How It`s Made shows the audience the factory as an independent entity along with the people who work there, both native engineers and new tenants: employees of IT companies, architectural agencies, craft workshops, and educational projects. Malashchuk and Khimei register the current state of transformation and the arrival of “new era” employees, who are gradually occupying more and more space. Far from the rapid transitions of the industrial revolution from manual to large-scale machine production, the dynamics of Promprylad encapsulate the tensions of a post-industrial world.
Acknowledging this, the artists give the plant’s senior workers a symbolic farewell, prompting direct interaction and inviting everyone involved to join the event. Employees of the creative cluster, who represent the alternative production that has taken over the formerly industrial site, design a “new uniform” for technical staff. Dressed in modern clothes, former engineers leave the place where they have worked for many years and gradually blend into the city.
Hannah Quinlan’s and Rosie Hasting’s works for the Future Generation Art Prize 2021 investigate the history, politics, and aesthetics of LGBTQ+ culture. Working across film, drawing, installation, performance and fresco, Quinlan and Hastings address the sociocultural and political structures that reinforce conservatism and discriminatory practices within and around the LGBTQ+ community.
The film In My Room is a successive continuation of UK Gay Bar Directory, a moving image archive of gay bars that responds to the systematic closure of LGBTQ+ dedicated social spaces. Shot in Bar Jester and the Core Club in Birmingham’s gay village and Shoeburyness Fort in Southend-on-Sea, In My Room explores how a culture of male sex in public and mens-only gay bars links to a broader culture of (white) male dominance socially, historically and culturally. Highlighting the impact of gentrification upon the city and its communities, the film explores the relationship between masculinity and capitalism, and suggests a subconscious reproduction of power in public space through behaviours, codes and gestures.
Public Affairs references hate crime legislation and reveals the inequalities between privileged and discriminated groups within the queer community. In this fresco series, the artists reconsider the role fresco has played in society and culture and the balance it strikes between ideology and symbolism.

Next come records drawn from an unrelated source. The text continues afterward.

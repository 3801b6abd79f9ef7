//! Union-find (disjoint sets) over registered point identifiers.
//!
//! Foundation for agglomerative linkage: every point starts as its own set
//! and each merge is a `union`. Path compression plus union-by-rank gives
//! near-constant amortized `find`.

use std::collections::HashMap;

use crate::error::{Error, Result};

/// Union-find over explicitly registered ids.
///
/// Ids must be registered with [`make_set`](UnionFind::make_set) before use;
/// operations on unregistered ids are programming errors and are reported as
/// [`Error::UnknownId`] rather than silently creating singletons.
#[derive(Debug, Clone, Default)]
pub struct UnionFind {
    parent: HashMap<usize, usize>,
    rank: HashMap<usize, u32>,
    live: usize,
}

impl UnionFind {
    /// Create an empty structure.
    pub fn new() -> Self {
        Self::default()
    }

    /// Register `id` as a new singleton set.
    ///
    /// Registering the same id twice returns [`Error::DuplicateId`].
    pub fn make_set(&mut self, id: usize) -> Result<()> {
        if self.parent.contains_key(&id) {
            return Err(Error::DuplicateId { id });
        }
        self.parent.insert(id, id);
        self.rank.insert(id, 0);
        self.live += 1;
        Ok(())
    }

    /// Root of `id`'s set, compressing every node visited on the way.
    pub fn find(&mut self, id: usize) -> Result<usize> {
        let mut root = *self.parent.get(&id).ok_or(Error::UnknownId { id })?;
        while self.parent[&root] != root {
            root = self.parent[&root];
        }
        // Second pass: re-point the whole chain at the root.
        let mut cur = id;
        while cur != root {
            let next = self.parent[&cur];
            self.parent.insert(cur, root);
            cur = next;
        }
        Ok(root)
    }

    /// Merge the sets containing `a` and `b`.
    ///
    /// Returns `false` (and changes nothing) when they are already in the
    /// same set. The lower-rank root is attached under the higher-rank one;
    /// on a rank tie `a`'s root goes under `b`'s root and `b`'s rank grows.
    pub fn union(&mut self, a: usize, b: usize) -> Result<bool> {
        let root_a = self.find(a)?;
        let root_b = self.find(b)?;
        if root_a == root_b {
            return Ok(false);
        }
        self.live -= 1;
        let rank_a = self.rank[&root_a];
        let rank_b = self.rank[&root_b];
        if rank_a > rank_b {
            self.parent.insert(root_b, root_a);
        } else {
            self.parent.insert(root_a, root_b);
            if rank_a == rank_b {
                self.rank.insert(root_b, rank_b + 1);
            }
        }
        Ok(true)
    }

    /// Number of live (distinct) sets.
    pub fn len(&self) -> usize {
        self.live
    }

    /// Whether no ids are registered.
    pub fn is_empty(&self) -> bool {
        self.live == 0
    }

    /// Whether `id` has been registered.
    pub fn contains(&self, id: usize) -> bool {
        self.parent.contains_key(&id)
    }
}

#[cfg(test)]
mod tests {
    use super::*;

    fn with_ids(n: usize) -> UnionFind {
        let mut sets = UnionFind::new();
        for id in 0..n {
            sets.make_set(id).unwrap();
        }
        sets
    }

    #[test]
    fn test_make_set_rejects_duplicates() {
        let mut sets = UnionFind::new();
        sets.make_set(3).unwrap();
        assert!(matches!(sets.make_set(3), Err(Error::DuplicateId { id: 3 })));
        assert_eq!(sets.len(), 1);
    }

    #[test]
    fn test_find_rejects_unregistered() {
        let mut sets = with_ids(2);
        assert!(matches!(sets.find(9), Err(Error::UnknownId { id: 9 })));
        assert!(matches!(sets.union(0, 9), Err(Error::UnknownId { id: 9 })));
    }

    #[test]
    fn test_union_connects_and_counts() {
        let mut sets = with_ids(4);
        assert_eq!(sets.len(), 4);

        assert!(sets.union(0, 1).unwrap());
        assert!(sets.union(2, 3).unwrap());
        assert_eq!(sets.len(), 2);
        assert_eq!(sets.find(0).unwrap(), sets.find(1).unwrap());
        assert_ne!(sets.find(0).unwrap(), sets.find(2).unwrap());

        assert!(sets.union(1, 2).unwrap());
        assert_eq!(sets.len(), 1);
        assert_eq!(sets.find(0).unwrap(), sets.find(3).unwrap());
    }

    #[test]
    fn test_union_same_set_is_noop() {
        let mut sets = with_ids(2);
        sets.union(0, 1).unwrap();
        assert!(!sets.union(0, 1).unwrap());
        assert_eq!(sets.len(), 1);
    }

    #[test]
    fn test_rank_tie_favors_b() {
        let mut sets = with_ids(2);
        // Equal ranks: a's root is attached under b's root.
        sets.union(0, 1).unwrap();
        assert_eq!(sets.find(0).unwrap(), 1);
        assert_eq!(sets.find(1).unwrap(), 1);

        // {0,1} now has rank 1; singleton 2 goes under it regardless of order.
        sets.make_set(2).unwrap();
        sets.union(2, 0).unwrap();
        assert_eq!(sets.find(2).unwrap(), 1);
    }

    #[test]
    fn test_find_idempotent_after_compression() {
        let mut sets = with_ids(8);
        for id in 1..8 {
            sets.union(id - 1, id).unwrap();
        }
        let root = sets.find(0).unwrap();
        for id in 0..8 {
            assert_eq!(sets.find(id).unwrap(), root);
            assert_eq!(sets.find(id).unwrap(), root);
        }
        assert_eq!(sets.len(), 1);
    }
}
//! All five algorithm variants on a simple 2D dataset, with quality metrics.

use agglo::metrics::{hamming_distance, silhouette_score};
use agglo::{HierarchicalClustering, Kmeans, Linkage, PointStore, Seeding};

fn main() {
    tracing_subscriber::fmt()
        .with_env_filter(
            tracing_subscriber::EnvFilter::try_from_default_env()
                .unwrap_or_else(|_| "info".into()),
        )
        .init();

    // Two well-separated clusters in 2D, with a ground-truth labeling.
    let data: Vec<Vec<f64>> = vec![
        vec![0.0, 0.0],
        vec![0.0, 1.0],
        vec![1.0, 0.0],
        vec![0.5, 0.5],
        vec![10.0, 10.0],
        vec![10.0, 11.0],
        vec![11.0, 10.0],
        vec![10.5, 10.5],
    ];
    let truth: Vec<usize> = vec![0, 0, 0, 0, 1, 1, 1, 1];

    let store = PointStore::from_rows(data.clone()).expect("valid rows");

    // --- Lloyd's with plain random seeding ---
    let fit = Kmeans::new(2)
        .with_seeding(Seeding::Random)
        .with_seed(42)
        .fit(&store)
        .expect("kmeans fit");
    report("Lloyd's (random seeding)", fit.labels(), &truth, fit.store());
    println!("  aggregate cost = {:.3}", fit.aggregate_cost());

    // --- k-means++ ---
    let fit = Kmeans::new(2).with_seed(42).fit(&store).expect("kmeans fit");
    report("k-means++", fit.labels(), &truth, fit.store());
    println!("  aggregate cost = {:.3}", fit.aggregate_cost());

    // --- Linkage variants ---
    for linkage in [Linkage::Single, Linkage::Complete, Linkage::Average] {
        let fit = HierarchicalClustering::new(2)
            .with_linkage(linkage)
            .fit(&store)
            .expect("linkage fit");
        report(&format!("{linkage:?} linkage"), fit.labels(), &truth, fit.store());
        for step in fit.merges() {
            println!("  merged <{},{}> at {:.3}, size {}", step.a, step.b, step.distance, step.size);
        }
    }
}

fn report(name: &str, labels: &[usize], truth: &[usize], store: &PointStore) {
    println!("\n=== {name} ===");
    for (id, label) in labels.iter().enumerate() {
        let dims = store.point(id).expect("point").dims();
        println!("  point {id:2} ({:5.1}, {:5.1}) => cluster {label}", dims[0], dims[1]);
    }
    let hamming = hamming_distance(truth, labels).expect("same length");
    match silhouette_score(store) {
        Ok(silhouette) => println!("  hamming = {hamming:.3}, silhouette = {silhouette:.3}"),
        Err(_) => println!("  hamming = {hamming:.3}, silhouette = n/a (single cluster)"),
    }
}
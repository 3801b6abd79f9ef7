//! Clustering algorithms for grouping points.
//!
//! Two families are implemented, sharing the [`Clustering`] trait and the
//! [`PointStore`](crate::store::PointStore) data model.
//!
//! ## K-means
//!
//! The classic algorithm: assign each point to the nearest centroid, then
//! update centroids to the mean of their points. Repeat.
//!
//! **Objective**: Minimize within-cluster sum of squares:
//!
//! ```text
//! J = Σ_k Σ_{x ∈ C_k} ||x - μ_k||²
//! ```
//!
//! **Assumptions**:
//! - Clusters are roughly spherical
//! - Clusters have similar sizes
//! - You know k in advance
//!
//! **When to use**: Fast initial exploration, or when you need hard
//! assignments and can accept the spherical assumption. Seeding is either
//! plain random or k-means++ farthest-first; see [`Seeding`].
//!
//! ## Hierarchical (Agglomerative) Clustering
//!
//! Bottom-up: start with each point as its own cluster, repeatedly merge the
//! two closest clusters until the requested count remains. Built on a
//! union-find structure and a lazy-deletion priority queue over the complete
//! pairwise edge graph.
//!
//! **Linkage methods** determine "distance between clusters":
//!
//! | Linkage | Distance | Effect |
//! |---------|----------|--------|
//! | Single | min(pairwise) | Chaining; elongated clusters |
//! | Complete | max(pairwise) | Compact, spherical clusters |
//! | Average | mean(pairwise) | Balanced compromise |
//!
//! **When to use**: When cluster shape matters more than speed, or when the
//! merge history itself is of interest.
//!
//! ## Usage
//!
//! ```rust
//! use agglo::cluster::{Clustering, HierarchicalClustering, Kmeans, Linkage};
//!
//! let data = vec![
//!     vec![0.0, 0.0],
//!     vec![0.1, 0.1],
//!     vec![10.0, 10.0],
//!     vec![10.1, 10.1],
//! ];
//!
//! // K-means with a fixed seed.
//! let labels = Kmeans::new(2).with_seed(42).fit_predict(&data).unwrap();
//! assert_eq!(labels[0], labels[1]);
//! assert_ne!(labels[0], labels[2]);
//!
//! // Agglomerative with single linkage.
//! let labels = HierarchicalClustering::new(2)
//!     .with_linkage(Linkage::Single)
//!     .fit_predict(&data)
//!     .unwrap();
//! assert_eq!(labels[0], labels[1]);
//! assert_ne!(labels[0], labels[2]);
//! ```

mod kmeans;
mod linkage;
mod traits;
mod union_find;

pub use kmeans::{Kmeans, KmeansFit, Seeding};
pub use linkage::{HierarchicalClustering, Linkage, LinkageFit, MergeStep};
pub use traits::Clustering;
pub use union_find::UnionFind;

Given that fresco painting is often found in places of political, legal and educational importance, the artists have set these works in central London locations, such as Green Park, a zone of elite power but also the location of Gay Pride parades and a historic cruising ground for gay men. In these works, the artists depict images that represent this unruly clash of registers, such as the disciplining power of the state and the rebellious energy of the people who gather in these spaces.